Esta semana foi divulgado o levantamento da produção das duas comunidades. Na Dom Fragoso, registraram-se mais de 55 espécies diferentes, plantadas pelas famílias desde o primeiro dia da ocupação, em 01 de maio de 2021. São cereais, frutíferas, hortaliças, plantas de uso medicinal, oitenta pés de sabiá para extração de madeira.
As famílias criam sete tipos diferentes de animais, como 403 aves de pequeno porte e 40 porcos. Todo mês, a comunidade abastece a vizinhança com aproximadamente 1000 molhos de cheiro verde, além de uma boa diversidade de outros produtos. Quem for fazer uma visita e por força do acaso adoecer da garganta, saiba que não faltará limão, eucalipto para fazer o óleo ou o chá, a romã, a hortelã, açafrão... Existem 47 pés de acerola e quase 3000 cajueiros para não deixar ninguém gripar. Ah!, há casas, elas são erguidas com madeira local, que se embelezam com lindos jardins floridos.

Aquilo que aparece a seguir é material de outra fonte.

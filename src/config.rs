//! Configuration management with layered loading
//!
//! Precedence (lowest to highest):
//! 1. Compiled defaults
//! 2. Global config: `$XDG_CONFIG_HOME/taskmap/taskmap.toml`
//! 3. Environment variables: `TASKMAP_*` prefix (`__` separates sections)

use std::path::{Path, PathBuf};

use config::{Config, ConfigError, Environment};
use directories::ProjectDirs;
use serde::{Deserialize, Serialize};
use tracing::debug;

use crate::application::{ApplicationError, ApplicationResult};
use crate::domain::{LayoutConfig, DEFAULT_NODE_TITLE};

/// Geometry constants of the node map.
#[derive(Debug, Clone, Serialize, Deserialize, PartialEq)]
#[serde(default)]
pub struct LayoutSettings {
    /// Minimum node diameter per depth, non-increasing
    pub base_sizes: Vec<u32>,
    /// Space between child cells
    pub gap: u32,
    /// Room reserved for a node's title
    pub header: u32,
    /// Margin around a node's content
    pub padding: u32,
    /// Minimum content width relative to the node's base size
    pub min_width_ratio: f64,
}

impl Default for LayoutSettings {
    fn default() -> Self {
        let LayoutConfig {
            base_sizes,
            gap,
            header,
            padding,
            min_width_ratio,
        } = LayoutConfig::default();
        Self {
            base_sizes,
            gap,
            header,
            padding,
            min_width_ratio,
        }
    }
}

/// Titles given to nodes created without one.
#[derive(Debug, Clone, Serialize, Deserialize, PartialEq, Eq)]
#[serde(default)]
pub struct TitleSettings {
    /// Default title per depth (top-level first)
    pub by_depth: Vec<String>,
    /// Title for depths beyond `by_depth`
    pub fallback: String,
}

impl Default for TitleSettings {
    fn default() -> Self {
        Self {
            by_depth: vec![
                "New top-level task".into(),
                "New mid-level task".into(),
                "New sub-task".into(),
            ],
            fallback: DEFAULT_NODE_TITLE.into(),
        }
    }
}

/// Text substituted by the presentation layer.
#[derive(Debug, Clone, Serialize, Deserialize, PartialEq, Eq)]
#[serde(default)]
pub struct Labels {
    /// Shown in place of an empty title
    pub unnamed: String,
    /// Shown in table cells without a node
    pub empty_cell: String,
}

impl Default for Labels {
    fn default() -> Self {
        Self {
            unnamed: "Unnamed".into(),
            empty_cell: "—".into(),
        }
    }
}

/// Raw layout section; `None` means "not specified, inherit".
#[derive(Debug, Clone, Deserialize, Default)]
#[serde(default)]
pub struct RawLayoutSettings {
    pub base_sizes: Option<Vec<u32>>,
    pub gap: Option<u32>,
    pub header: Option<u32>,
    pub padding: Option<u32>,
    pub min_width_ratio: Option<f64>,
}

#[derive(Debug, Clone, Deserialize, Default)]
#[serde(default)]
pub struct RawTitleSettings {
    pub by_depth: Option<Vec<String>>,
    pub fallback: Option<String>,
}

#[derive(Debug, Clone, Deserialize, Default)]
#[serde(default)]
pub struct RawLabels {
    pub unnamed: Option<String>,
    pub empty_cell: Option<String>,
}

/// Raw settings for intermediate parsing.
#[derive(Debug, Clone, Deserialize, Default)]
#[serde(default)]
pub struct RawSettings {
    pub layout: RawLayoutSettings,
    pub titles: RawTitleSettings,
    pub labels: RawLabels,
}

/// Unified configuration for taskmap.
#[derive(Debug, Clone, Serialize, Deserialize, PartialEq, Default)]
#[serde(default)]
pub struct Settings {
    pub layout: LayoutSettings,
    pub titles: TitleSettings,
    pub labels: Labels,
}

/// Get the XDG config directory for taskmap.
pub fn global_config_dir() -> Option<PathBuf> {
    ProjectDirs::from("", "", "taskmap").map(|dirs| dirs.config_dir().to_path_buf())
}

/// Get the path to the global config file.
pub fn global_config_path() -> Option<PathBuf> {
    global_config_dir().map(|dir| dir.join("taskmap.toml"))
}

/// Load a TOML file into RawSettings for manual merging.
fn load_raw_settings(path: &Path) -> ApplicationResult<RawSettings> {
    let content = std::fs::read_to_string(path).map_err(|e| ApplicationError::Config {
        message: format!("read {}: {}", path.display(), e),
    })?;
    toml::from_str(&content).map_err(|e| ApplicationError::Config {
        message: format!("parse {}: {}", path.display(), e),
    })
}

impl Settings {
    /// Load settings from defaults, the global config file and `TASKMAP_*`
    /// environment variables.
    pub fn load() -> ApplicationResult<Self> {
        Self::load_from(global_config_path().as_deref())
    }

    /// Load settings using `config_path` as the global config file.
    ///
    /// A missing file is skipped; a malformed one is an error.
    pub fn load_from(config_path: Option<&Path>) -> ApplicationResult<Self> {
        let mut current = Self::default();

        if let Some(path) = config_path {
            if path.exists() {
                debug!("load_from: reading {}", path.display());
                let raw = load_raw_settings(path)?;
                current = current.apply(&raw);
            }
        }

        current = Self::apply_env_overrides(current)?;
        current.validate()?;
        Ok(current)
    }

    /// Overlay `raw` onto self: specified values replace, others are kept.
    pub fn apply(&self, raw: &RawSettings) -> Self {
        let layout = &raw.layout;
        let titles = &raw.titles;
        let labels = &raw.labels;
        Self {
            layout: LayoutSettings {
                base_sizes: layout
                    .base_sizes
                    .clone()
                    .unwrap_or_else(|| self.layout.base_sizes.clone()),
                gap: layout.gap.unwrap_or(self.layout.gap),
                header: layout.header.unwrap_or(self.layout.header),
                padding: layout.padding.unwrap_or(self.layout.padding),
                min_width_ratio: layout
                    .min_width_ratio
                    .unwrap_or(self.layout.min_width_ratio),
            },
            titles: TitleSettings {
                by_depth: titles
                    .by_depth
                    .clone()
                    .unwrap_or_else(|| self.titles.by_depth.clone()),
                fallback: titles
                    .fallback
                    .clone()
                    .unwrap_or_else(|| self.titles.fallback.clone()),
            },
            labels: Labels {
                unnamed: labels
                    .unnamed
                    .clone()
                    .unwrap_or_else(|| self.labels.unnamed.clone()),
                empty_cell: labels
                    .empty_cell
                    .clone()
                    .unwrap_or_else(|| self.labels.empty_cell.clone()),
            },
        }
    }

    /// Apply TASKMAP_* environment variables as explicit overrides.
    fn apply_env_overrides(mut settings: Self) -> ApplicationResult<Self> {
        let builder = Config::builder().add_source(
            Environment::with_prefix("TASKMAP")
                .prefix_separator("_")
                .separator("__")
                .list_separator(",")
                .with_list_parse_key("layout.base_sizes")
                .with_list_parse_key("titles.by_depth")
                .try_parsing(true),
        );

        let config = builder.build().map_err(config_err)?;

        if let Ok(val) = config.get::<Vec<u32>>("layout.base_sizes") {
            settings.layout.base_sizes = val;
        }
        if let Ok(val) = config.get::<u32>("layout.gap") {
            settings.layout.gap = val;
        }
        if let Ok(val) = config.get::<u32>("layout.header") {
            settings.layout.header = val;
        }
        if let Ok(val) = config.get::<u32>("layout.padding") {
            settings.layout.padding = val;
        }
        if let Ok(val) = config.get_float("layout.min_width_ratio") {
            settings.layout.min_width_ratio = val;
        }
        if let Ok(val) = config.get::<Vec<String>>("titles.by_depth") {
            settings.titles.by_depth = val;
        }
        if let Ok(val) = config.get_string("titles.fallback") {
            settings.titles.fallback = val;
        }
        if let Ok(val) = config.get_string("labels.unnamed") {
            settings.labels.unnamed = val;
        }
        if let Ok(val) = config.get_string("labels.empty_cell") {
            settings.labels.empty_cell = val;
        }

        Ok(settings)
    }

    /// Reject geometry the layout engine cannot work with.
    pub fn validate(&self) -> ApplicationResult<()> {
        let sizes = &self.layout.base_sizes;
        if sizes.is_empty() {
            return Err(ApplicationError::Config {
                message: "layout.base_sizes must not be empty".into(),
            });
        }
        if sizes.windows(2).any(|pair| pair[1] > pair[0]) {
            return Err(ApplicationError::Config {
                message: format!("layout.base_sizes must be non-increasing: {:?}", sizes),
            });
        }
        let ratio = self.layout.min_width_ratio;
        if !ratio.is_finite() || ratio < 0.0 {
            return Err(ApplicationError::Config {
                message: format!("layout.min_width_ratio must be a non-negative number: {ratio}"),
            });
        }
        Ok(())
    }

    /// Layout engine constants.
    pub fn layout_config(&self) -> LayoutConfig {
        LayoutConfig {
            base_sizes: self.layout.base_sizes.clone(),
            gap: self.layout.gap,
            header: self.layout.header,
            padding: self.layout.padding,
            min_width_ratio: self.layout.min_width_ratio,
        }
    }

    /// Title for a node created at `depth` without an explicit one.
    pub fn default_title(&self, depth: usize) -> &str {
        self.titles
            .by_depth
            .get(depth)
            .map(String::as_str)
            .unwrap_or(self.titles.fallback.as_str())
    }

    /// Show the effective configuration as TOML.
    pub fn to_toml(&self) -> ApplicationResult<String> {
        toml::to_string_pretty(self).map_err(|e| ApplicationError::Config {
            message: format!("serialize config: {e}"),
        })
    }

    /// Generate a template config file.
    pub fn template() -> String {
        r#"# taskmap configuration
#
# Locations (by precedence, lowest to highest):
#   Global: ~/.config/taskmap/taskmap.toml
#   Env:    TASKMAP_* environment variables, e.g. TASKMAP_LAYOUT__GAP=24

[layout]
# Minimum node diameter per depth; deeper levels reuse the last value
# base_sizes = [320, 220, 150, 100, 72]
# gap = 16
# header = 40
# padding = 20
# min_width_ratio = 0.6

[titles]
# Titles for nodes created without one, by depth
# by_depth = ["New top-level task", "New mid-level task", "New sub-task"]
# fallback = "New task"

[labels]
# unnamed = "Unnamed"
# empty_cell = "—"
"#
        .to_string()
    }
}

fn config_err(e: ConfigError) -> ApplicationError {
    ApplicationError::Config {
        message: e.to_string(),
    }
}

A Gregório não é muito diferente. A variedade de espécies plantadas e criadas também é uma marca. Lá se colheu quase 20 toneladas de feijão este ano. Mais de 4 toneladas de melancia, mais de 5 de milho e mais de uma de melão. São oito tipos distintos de animais que as famílias criam. Como na Dom Fragoso, a comunidade Gregório Bezerra existe sem água encanada e sem energia elétrica. Ainda assim, não falta batata, macaxeira, gergelim, jerimum…
Vale lembrar que toda essa produção ocorre em meio à luta contra as forças do latifúndio, que ainda controla parte da terra da Gregório com a presença de pessoas a ele ligadas. Organização da vida em área de conflito!

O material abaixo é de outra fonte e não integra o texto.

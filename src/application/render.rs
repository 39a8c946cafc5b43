//! Text rendering of a forest: task table, tree, node map and screens.

use std::collections::HashMap;

use itertools::Itertools;
use termtree::Tree;

use crate::config::Labels;
use crate::domain::{Forest, LayoutEngine, Node, NodeId, NodeLayout};

const TABLE_HEADERS: [&str; 4] = ["#", "Top level", "Middle", "Leaf"];

/// Title for display; empty titles show as the "unnamed" label.
pub fn display_title<'a>(title: &'a str, labels: &'a Labels) -> &'a str {
    if title.is_empty() {
        &labels.unnamed
    } else {
        title
    }
}

/// One row of the task table, i.e. one root-to-terminal chain.
#[derive(Debug, Clone, PartialEq, Eq)]
pub struct TaskRow {
    /// The chain's terminal node, opened by `open <row>`.
    pub task: NodeId,
    pub cells: [String; 3],
}

/// Rows of the task table in forest order.
pub fn task_rows(forest: &Forest, labels: &Labels) -> Vec<TaskRow> {
    let cell = |node: Option<&Node>| {
        node.map(|n| display_title(n.title(), labels).to_string())
            .unwrap_or_else(|| labels.empty_cell.clone())
    };
    forest
        .leaf_paths()
        .map(|path| TaskRow {
            task: *path.terminal().id(),
            cells: [
                display_title(path.root().title(), labels).to_string(),
                cell(path.middle()),
                cell(path.leaf()),
            ],
        })
        .collect()
}

/// Format rows as an aligned, `|`-separated table with a header.
///
/// The first column numbers the rows from 1.
pub fn format_table(rows: &[TaskRow]) -> String {
    let numbered: Vec<[String; 4]> = rows
        .iter()
        .enumerate()
        .map(|(idx, row)| {
            let [top, middle, leaf] = row.cells.clone();
            [(idx + 1).to_string(), top, middle, leaf]
        })
        .collect();
    let header = TABLE_HEADERS.map(String::from);

    let mut widths = header.each_ref().map(|h| h.chars().count());
    for row in &numbered {
        for (width, cell) in widths.iter_mut().zip(row) {
            *width = (*width).max(cell.chars().count());
        }
    }

    let line = |cells: &[String; 4]| {
        cells
            .iter()
            .zip(widths)
            .map(|(cell, width)| format!("{cell:<width$}"))
            .join(" | ")
            .trim_end()
            .to_string()
    };

    let mut out = String::new();
    out.push_str(&format!("{}\n", line(&header)));
    out.push_str(&format!(
        "{}\n",
        widths.iter().map(|w| "-".repeat(*w)).join("-+-")
    ));
    for row in &numbered {
        out.push_str(&format!("{}\n", line(row)));
    }
    out
}

/// Detail of one task: its chain from the root, id and depth.
pub fn render_task(forest: &Forest, id: &NodeId, labels: &Labels) -> String {
    let Some(path) = forest.path_to(id) else {
        return String::new();
    };
    let chain = (1..=path.len())
        .filter_map(|len| forest.find_at(&path[..len]))
        .map(|node| display_title(node.title(), labels))
        .join(" / ");

    let mut out = format!("{chain}\n");
    out.push_str(&format!("  id:       {id}\n"));
    out.push_str(&format!("  depth:    {}\n", path.len() - 1));
    if let Some(node) = forest.find(id) {
        out.push_str(&format!("  subtasks: {}\n", node.children().len()));
    }
    out
}

/// Conversion into a printable [`termtree::Tree`].
pub trait ToTermTree {
    fn to_term_tree(&self, labels: &Labels) -> Tree<String>;
}

impl ToTermTree for Node {
    fn to_term_tree(&self, labels: &Labels) -> Tree<String> {
        let label = format!("{} [{}]", display_title(self.title(), labels), self.id().short());
        let leaves: Vec<_> = self
            .children()
            .iter()
            .map(|child| child.to_term_tree(labels))
            .collect();
        Tree::new(label).with_leaves(leaves)
    }
}

impl ToTermTree for Forest {
    fn to_term_tree(&self, labels: &Labels) -> Tree<String> {
        if self.is_empty() {
            return Tree::new("(no tasks)".to_string());
        }
        let leaves: Vec<_> = self
            .roots()
            .iter()
            .map(|root| root.to_term_tree(labels))
            .collect();
        Tree::new("tasks".to_string()).with_leaves(leaves)
    }
}

/// Forest as a printable tree of titles and short ids.
pub fn render_tree(forest: &Forest, labels: &Labels) -> Tree<String> {
    forest.to_term_tree(labels)
}

/// Tree annotated with each node's layout diameter and child grid.
pub fn render_map(forest: &Forest, engine: &LayoutEngine, labels: &Labels) -> Tree<String> {
    fn annotate(node: &Node, layouts: &HashMap<NodeId, NodeLayout>, labels: &Labels) -> Tree<String> {
        let title = display_title(node.title(), labels);
        let label = match layouts.get(node.id()) {
            Some(layout) if layout.metrics.columns > 0 => format!(
                "{} ⌀{} grid {}x{} cell {}",
                title,
                layout.metrics.size,
                layout.metrics.columns,
                layout.rows,
                layout.metrics.child_max_size
            ),
            Some(layout) => format!("{} ⌀{}", title, layout.metrics.size),
            None => title.to_string(),
        };
        let leaves: Vec<_> = node
            .children()
            .iter()
            .map(|child| annotate(child, layouts, labels))
            .collect();
        Tree::new(label).with_leaves(leaves)
    }

    if forest.is_empty() {
        return Tree::new("(no tasks)".to_string());
    }
    let layouts = engine.layout_forest(forest);
    let leaves: Vec<_> = forest
        .roots()
        .iter()
        .map(|root| annotate(root, &layouts, labels))
        .collect();
    Tree::new("map".to_string()).with_leaves(leaves)
}

/// Overview screen: all roots, and the children of the selected root.
pub fn render_overview(forest: &Forest, selected: Option<&NodeId>, labels: &Labels) -> String {
    if forest.is_empty() {
        return "No tasks yet. Add a top-level task with `root`.\n".to_string();
    }

    let mut out = String::from("Top level\n");
    let mut selected_pos = None;
    for (idx, root) in forest.roots().iter().enumerate() {
        let is_selected = selected == Some(root.id());
        if is_selected {
            selected_pos = Some((idx + 1, root));
        }
        let marker = if is_selected { ">" } else { " " };
        out.push_str(&format!(
            "{} {} {}\n",
            marker,
            idx + 1,
            display_title(root.title(), labels)
        ));
    }

    if let Some((pos, root)) = selected_pos {
        out.push_str(&format!(
            "\nMiddle ({})\n",
            display_title(root.title(), labels)
        ));
        if root.is_leaf() {
            out.push_str("  (none)\n");
        }
        for (idx, child) in root.children().iter().enumerate() {
            out.push_str(&format!(
                "  {}.{} {}\n",
                pos,
                idx + 1,
                display_title(child.title(), labels)
            ));
        }
    }
    out
}

/// Middle screen: the root's children with `middle` marked, and the
/// children of `middle`.
///
/// Both ids must resolve as root and child of that root.
pub fn render_focus(forest: &Forest, root_id: &NodeId, middle_id: &NodeId, labels: &Labels) -> String {
    let (Some(root), Some(middle)) = (
        forest.find_at(&[*root_id]),
        forest.find_at(&[*root_id, *middle_id]),
    ) else {
        return String::new();
    };
    let root_pos = forest
        .roots()
        .iter()
        .position(|r| r.id() == root_id)
        .map_or(0, |idx| idx + 1);

    let mut out = format!(
        "{} / {}\n",
        display_title(root.title(), labels),
        display_title(middle.title(), labels)
    );
    out.push_str("\nMiddle\n");
    let mut middle_pos = 0;
    for (idx, child) in root.children().iter().enumerate() {
        let is_focused = child.id() == middle_id;
        if is_focused {
            middle_pos = idx + 1;
        }
        let marker = if is_focused { ">" } else { " " };
        out.push_str(&format!(
            "{} {}.{} {}\n",
            marker,
            root_pos,
            idx + 1,
            display_title(child.title(), labels)
        ));
    }

    out.push_str("\nLeaf\n");
    if middle.is_leaf() {
        out.push_str("  (none)\n");
    }
    for (idx, leaf) in middle.children().iter().enumerate() {
        out.push_str(&format!(
            "  {}.{}.{} {}\n",
            root_pos,
            middle_pos,
            idx + 1,
            display_title(leaf.title(), labels)
        ));
    }
    out
}

#[cfg(test)]
mod tests {
    use super::*;
    use crate::domain::create_node;

    fn sample() -> Forest {
        let a = create_node(Some("A"));
        let b = create_node(Some(""));
        let m = create_node(Some("M"));
        let (a_id, m_id) = (*a.id(), *m.id());
        Forest::new()
            .append_root(a)
            .append_root(b)
            .append_child_node(&a_id, m)
            .append_child(&m_id, Some("L1"))
            .append_child(&m_id, Some(""))
            .append_child(&a_id, Some("M2"))
    }

    #[test]
    fn given_empty_title_when_displaying_then_unnamed_label() {
        let labels = Labels::default();
        assert_eq!(display_title("", &labels), "Unnamed");
        assert_eq!(display_title("x", &labels), "x");
    }

    #[test]
    fn given_mixed_depths_when_building_rows_then_one_row_per_chain() {
        let labels = Labels::default();
        let rows = task_rows(&sample(), &labels);

        let cells: Vec<[&str; 3]> = rows
            .iter()
            .map(|row| row.cells.each_ref().map(String::as_str))
            .collect();
        assert_eq!(
            cells,
            vec![
                ["A", "M", "L1"],
                ["A", "M", "Unnamed"],
                ["A", "M2", "—"],
                ["Unnamed", "—", "—"],
            ]
        );
    }

    #[test]
    fn given_rows_when_formatting_then_columns_align() {
        let labels = Labels::default();
        let table = format_table(&task_rows(&sample(), &labels));
        let lines: Vec<&str> = table.lines().collect();

        let bars = |line: &str| -> Vec<usize> {
            line.chars()
                .enumerate()
                .filter(|(_, c)| *c == '|')
                .map(|(idx, _)| idx)
                .collect()
        };

        assert_eq!(lines.len(), 6);
        assert!(lines[0].starts_with("# | Top level | Middle | Leaf"));
        assert!(lines[2].starts_with("1 | A "));
        assert!(lines[5].starts_with("4 | Unnamed "));
        assert!(lines[2..].iter().all(|line| bars(line) == bars(lines[0])));
    }

    #[test]
    fn given_chain_deeper_than_three_when_building_rows_then_leaf_cell_is_terminal() {
        let labels = Labels::default();
        let (a, b, c) = (create_node(Some("A")), create_node(Some("B")), create_node(Some("C")));
        let (a_id, b_id, c_id) = (*a.id(), *b.id(), *c.id());
        let forest = Forest::new()
            .append_root(a)
            .append_child_node(&a_id, b)
            .append_child_node(&b_id, c)
            .append_child(&c_id, Some("D"));

        let rows = task_rows(&forest, &labels);

        assert_eq!(rows.len(), 1);
        assert_eq!(rows[0].cells, ["A", "B", "D"].map(String::from));
        assert_eq!(forest.find(&rows[0].task).map(|n| n.title()), Some("D"));
    }

    #[test]
    fn given_row_task_when_rendering_detail_then_shows_chain_and_depth() {
        let labels = Labels::default();
        let forest = sample();
        let rows = task_rows(&forest, &labels);

        let detail = render_task(&forest, &rows[1].task, &labels);

        assert!(detail.starts_with("A / M / Unnamed\n"));
        assert!(detail.contains(&format!("id:       {}", rows[1].task)));
        assert!(detail.contains("depth:    2"));
        assert!(render_task(&forest, &NodeId::new(), &labels).is_empty());
    }

    #[test]
    fn given_forest_when_rendering_tree_then_lists_all_titles() {
        let labels = Labels::default();
        let rendered = render_tree(&sample(), &labels).to_string();
        for title in ["tasks", "A", "M", "L1", "M2", "Unnamed"] {
            assert!(rendered.contains(title), "missing {title} in\n{rendered}");
        }
    }

    #[test]
    fn given_forest_when_rendering_map_then_parents_show_grid() {
        let labels = Labels::default();
        let rendered = render_map(&sample(), &LayoutEngine::default(), &labels).to_string();
        assert!(rendered.contains("M ⌀"));
        assert!(rendered.contains("grid 2x1"));
        assert!(rendered.contains("L1 ⌀150"));
    }

    #[test]
    fn given_selected_root_when_rendering_overview_then_lists_its_children() {
        let labels = Labels::default();
        let forest = sample();
        let a = *forest.roots()[0].id();

        let overview = render_overview(&forest, Some(&a), &labels);

        assert!(overview.contains("> 1 A"));
        assert!(overview.contains("  1.1 M"));
        assert!(overview.contains("  1.2 M2"));
    }

    #[test]
    fn given_focus_when_rendering_then_marks_middle_and_lists_leaves() {
        let labels = Labels::default();
        let forest = sample();
        let a = &forest.roots()[0];
        let m = *a.children()[0].id();

        let screen = render_focus(&forest, a.id(), &m, &labels);

        assert!(screen.starts_with("A / M"));
        assert!(screen.contains("> 1.1 M"));
        assert!(screen.contains("  1.1.1 L1"));
        assert!(screen.contains("  1.1.2 Unnamed"));
    }
}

Em relação aos venenos agrícolas, os chamados agrotóxicos, dentre as 103 famílias somadas, aproximadamente 25 usaram-nos este ano, e em plantas de ciclo curto, com aplicações pontuais. Destas 25 famílias, mais de 80% se valeram de produtos classificados pela legislação como de menor toxidade.
Os dados que nos chegam sobre a produção nas duas comunidades são emblemáticos, sobretudo para imaginarmos como seria a vida em sociedade se não fosse a questão agrária no Brasil do jeito que é.
Seu Cióta, por exemplo, com seus quase 80 anos, plantou e colheu pela primeira vez em sua vida sem as ordens do patrão quando passou a construir a Gregório Bezerra. Pela primeira vez não teve que entregar metade ou a terça parte do que produziu para um suposto dono da terra que nada fez. Todavia, não tivesse ele, junto com sua família e outros companheiros e companheiras, resistido à invasão jagunça, teria conseguido?
Essas famílias camponesas agora vivem em comunidades organizadas, cuja disciplina é constituída de uma substância bem diferente daquela da época do latifúndio. Ela existe para que todas e todos estejam no mesmo patamar, com o mesmo poder de questionar, sugerir e decidir, e com igual responsabilidade em assumir o que for definido coletivamente. Esta disciplina existe para gerar participação, e não submissão.
Isso dá medo à classe dos grandes proprietários. Obviamente que latifundiários não gostam, mas também não se aperreiam tanto com a perda de latifúndios improdutivos. Até porque o Estado os paga muito bem por eles. Sem contar que eles possuem seus mecanismos de contenção da luta dos trabalhadores. Por isso, mesmo com toda histórica e encarniçada luta camponesa, o Brasil continua nos primeiros postos dos países de maior concentração de terras do planeta.
O que os ricos capitalistas temem é que a luta ensine, é que os trabalhadores e trabalhadoras aprendam com a participação organizada que não haverá sossego, paz e sequer futuro sem uma revolução que derrube dos tronos os opressores e eleve os humildes, através do Poder Popular.
Como lembra o camponês e militante Luciano Gomes, morador da Comunidade de Resistência Terra Esperança, o pavor deles é que a produção de alimentos caminhe junto com a produção da consciência.